(Stored data entries)
§ §

use serde::Deserialize;

#[derive(Debug, Clone, Deserialize)]
pub struct JudgeConfig {
    pub api_key: String,
    pub model: String,
    pub base_url: String,
    pub timeout_secs: u64,
}

#[derive(Debug, Clone, Deserialize)]
pub struct ResolverConfig {
    pub off_base_url: String,
    pub goupc_base_url: String,
    pub timeout_secs: u64,
}

#[derive(Debug, Clone, Deserialize)]
pub struct EvaluationConfig {
    /// Repeat scans of the same (email, upc) inside this window replay the
    /// stored result instead of re-evaluating.
    pub dedup_window_secs: i64,
    /// Minimum number of scanned products required before ranking.
    pub min_ranking_candidates: usize,
}

#[derive(Debug, Clone, Deserialize)]
pub struct AppConfig {
    pub database_url: String,
    pub judge: JudgeConfig,
    pub resolver: ResolverConfig,
    pub evaluation: EvaluationConfig,
}

impl AppConfig {
    pub fn from_env() -> anyhow::Result<Self> {
        let database_url = std::env::var("DATABASE_URL")?;
        let judge = JudgeConfig {
            api_key: std::env::var("OPENAI_API_KEY")?,
            model: std::env::var("JUDGE_MODEL").unwrap_or_else(|_| "gpt-4o".into()),
            base_url: std::env::var("JUDGE_BASE_URL")
                .unwrap_or_else(|_| "https://api.openai.com".into()),
            timeout_secs: std::env::var("JUDGE_TIMEOUT_SECS")
                .ok()
                .and_then(|v| v.parse::<u64>().ok())
                .unwrap_or(30),
        };
        let resolver = ResolverConfig {
            off_base_url: std::env::var("OFF_BASE_URL")
                .unwrap_or_else(|_| "https://world.openfoodfacts.org".into()),
            goupc_base_url: std::env::var("GOUPC_BASE_URL")
                .unwrap_or_else(|_| "https://go-upc.com".into()),
            timeout_secs: std::env::var("RESOLVER_TIMEOUT_SECS")
                .ok()
                .and_then(|v| v.parse::<u64>().ok())
                .unwrap_or(10),
        };
        let evaluation = EvaluationConfig {
            dedup_window_secs: std::env::var("DEDUP_WINDOW_SECS")
                .ok()
                .and_then(|v| v.parse::<i64>().ok())
                .unwrap_or(60),
            min_ranking_candidates: std::env::var("MIN_RANKING_CANDIDATES")
                .ok()
                .and_then(|v| v.parse::<usize>().ok())
                .unwrap_or(2),
        };
        Ok(Self {
            database_url,
            judge,
            resolver,
            evaluation,
        })
    }
}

§ §

Your goal:
Each line above that has the word "https" must be copied.

Result of this exercise:
                .unwrap_or_else(|_| "https://api.openai.com".into()),
                .unwrap_or_else(|_| "https://world.openfoodfacts.org".into()),
                .unwrap_or_else(|_| "https://go-upc.com".into()),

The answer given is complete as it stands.